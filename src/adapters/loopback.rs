//! In-process command channel.
//!
//! Stands in for the external command transport: callers [`submit`] named
//! requests with JSON parameters and read back the acknowledgments the
//! node sends.  Used by the simulation binary and by tests.
//!
//! The binary also feeds it from stdin, one JSON request per line:
//!
//! ```text
//! {"name": "start", "params": {"settingsToApply": "Default"}}
//! {"name": "exitControl"}
//! ```
//!
//! [`submit`]: LoopbackChannel::submit

use std::collections::{HashMap, VecDeque};
use std::time::{Duration, Instant};

use parking_lot::{Condvar, Mutex};
use serde::Deserialize;
use serde_json::Value;

use crate::app::ack::Ack;
use crate::app::commands::CommandName;
use crate::app::ports::{AckPort, CommandChannel, InboundRequest};
use crate::error::AdmissionError;

/// One line of line-delimited request input.
#[derive(Debug, Deserialize)]
struct RequestLine {
    name: String,
    #[serde(default)]
    params: Value,
}

/// One acknowledgment as received by the channel.
#[derive(Debug, Clone, PartialEq, Eq)]
pub struct AckRecord {
    pub name: CommandName,
    pub command_id: i32,
    pub ack: Ack,
}

#[derive(Debug, Default)]
struct Inner {
    pending: HashMap<CommandName, VecDeque<InboundRequest>>,
    next_id: i32,
    acks: Vec<AckRecord>,
}

#[derive(Debug, Default)]
pub struct LoopbackChannel {
    inner: Mutex<Inner>,
    acked: Condvar,
}

impl LoopbackChannel {
    pub fn new() -> Self {
        Self::default()
    }

    /// Queue a request and return the identifier it was assigned.
    pub fn submit(&self, name: CommandName, params: Value) -> i32 {
        let mut inner = self.inner.lock();
        inner.next_id += 1;
        let command_id = inner.next_id;
        inner
            .pending
            .entry(name)
            .or_default()
            .push_back(InboundRequest { command_id, params });
        command_id
    }

    /// Parse one JSON request line and submit it.  Returns the assigned
    /// identifier and the command name.
    pub fn submit_line(&self, line: &str) -> Result<(i32, CommandName), AdmissionError> {
        let request: RequestLine =
            serde_json::from_str(line).map_err(|e| AdmissionError::Decode(e.to_string()))?;
        let name = CommandName::parse(&request.name)?;
        Ok((self.submit(name, request.params), name))
    }

    /// Requests not yet picked up by the poller.
    pub fn pending(&self) -> usize {
        self.inner.lock().pending.values().map(VecDeque::len).sum()
    }

    /// Every ack received so far, in arrival order.
    pub fn acks(&self) -> Vec<AckRecord> {
        self.inner.lock().acks.clone()
    }

    /// Acks received for one request, in arrival order.
    pub fn acks_for(&self, command_id: i32) -> Vec<Ack> {
        self.inner
            .lock()
            .acks
            .iter()
            .filter(|r| r.command_id == command_id)
            .map(|r| r.ack.clone())
            .collect()
    }

    /// Block until `command_id` has a terminal ack, up to `timeout`.
    pub fn wait_terminal(&self, command_id: i32, timeout: Duration) -> Option<Ack> {
        let deadline = Instant::now() + timeout;
        let mut inner = self.inner.lock();
        loop {
            let terminal = inner
                .acks
                .iter()
                .find(|r| r.command_id == command_id && r.ack.is_terminal())
                .map(|r| r.ack.clone());
            if terminal.is_some() {
                return terminal;
            }
            if self.acked.wait_until(&mut inner, deadline).timed_out() {
                return None;
            }
        }
    }
}

impl AckPort for LoopbackChannel {
    fn ack(&self, name: CommandName, command_id: i32, ack: &Ack) {
        self.inner.lock().acks.push(AckRecord {
            name,
            command_id,
            ack: ack.clone(),
        });
        self.acked.notify_all();
    }
}

impl CommandChannel for LoopbackChannel {
    fn accept(&self, name: CommandName) -> Option<InboundRequest> {
        self.inner
            .lock()
            .pending
            .get_mut(&name)
            .and_then(VecDeque::pop_front)
    }
}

= = = =

Goal of the exercise – Reproduce all entries exactly, leaving each one whole.

Problem solution –
filename src/adapters/loopback.rs
//! In-process command channel.
//!
//! Stands in for the external command transport: callers [`submit`] named
//! requests with JSON parameters and read back the acknowledgments the
//! node sends.  Used by the simulation binary and by tests.
//!
//! The binary also feeds it from stdin, one JSON request per line:
//!
//! ```text
//! {"name": "start", "params": {"settingsToApply": "Default"}}
//! {"name": "exitControl"}
//! ```
//!
//! [`submit`]: LoopbackChannel::submit

use std::collections::{HashMap, VecDeque};
use std::time::{Duration, Instant};

use parking_lot::{Condvar, Mutex};
use serde::Deserialize;
use serde_json::Value;

use crate::app::ack::Ack;
use crate::app::commands::CommandName;
use crate::app::ports::{AckPort, CommandChannel, InboundRequest};
use crate::error::AdmissionError;

/// One line of line-delimited request input.
#[derive(Debug, Deserialize)]
struct RequestLine {
    name: String,
    #[serde(default)]
    params: Value,
}

/// One acknowledgment as received by the channel.
#[derive(Debug, Clone, PartialEq, Eq)]
pub struct AckRecord {
    pub name: CommandName,
    pub command_id: i32,
    pub ack: Ack,
}

#[derive(Debug, Default)]
struct Inner {
    pending: HashMap<CommandName, VecDeque<InboundRequest>>,
    next_id: i32,
    acks: Vec<AckRecord>,
}

#[derive(Debug, Default)]
pub struct LoopbackChannel {
    inner: Mutex<Inner>,
    acked: Condvar,
}

impl LoopbackChannel {
    pub fn new() -> Self {
        Self::default()
    }

    /// Queue a request and return the identifier it was assigned.
    pub fn submit(&self, name: CommandName, params: Value) -> i32 {
        let mut inner = self.inner.lock();
        inner.next_id += 1;
        let command_id = inner.next_id;
        inner
            .pending
            .entry(name)
            .or_default()
            .push_back(InboundRequest { command_id, params });
        command_id
    }

    /// Parse one JSON request line and submit it.  Returns the assigned
    /// identifier and the command name.
    pub fn submit_line(&self, line: &str) -> Result<(i32, CommandName), AdmissionError> {
        let request: RequestLine =
            serde_json::from_str(line).map_err(|e| AdmissionError::Decode(e.to_string()))?;
        let name = CommandName::parse(&request.name)?;
        Ok((self.submit(name, request.params), name))
    }

    /// Requests not yet picked up by the poller.
    pub fn pending(&self) -> usize {
        self.inner.lock().pending.values().map(VecDeque::len).sum()
    }

    /// Every ack received so far, in arrival order.
    pub fn acks(&self) -> Vec<AckRecord> {
        self.inner.lock().acks.clone()
    }

    /// Acks received for one request, in arrival order.
    pub fn acks_for(&self, command_id: i32) -> Vec<Ack> {
        self.inner
            .lock()
            .acks
            .iter()
            .filter(|r| r.command_id == command_id)
            .map(|r| r.ack.clone())
            .collect()
    }

    /// Block until `command_id` has a terminal ack, up to `timeout`.
    pub fn wait_terminal(&self, command_id: i32, timeout: Duration) -> Option<Ack> {
        let deadline = Instant::now() + timeout;
        let mut inner = self.inner.lock();
        loop {
            let terminal = inner
                .acks
                .iter()
                .find(|r| r.command_id == command_id && r.ack.is_terminal())
                .map(|r| r.ack.clone());
            if terminal.is_some() {
                return terminal;
            }
            if self.acked.wait_until(&mut inner, deadline).timed_out() {
                return None;
            }
        }
    }
}

impl AckPort for LoopbackChannel {
    fn ack(&self, name: CommandName, command_id: i32, ack: &Ack) {
        self.inner.lock().acks.push(AckRecord {
            name,
            command_id,
            ack: ack.clone(),
        });
        self.acked.notify_all();
    }
}

impl CommandChannel for LoopbackChannel {
    fn accept(&self, name: CommandName) -> Option<InboundRequest> {
        self.inner
            .lock()
            .pending
            .get_mut(&name)
            .and_then(VecDeque::pop_front)
    }
}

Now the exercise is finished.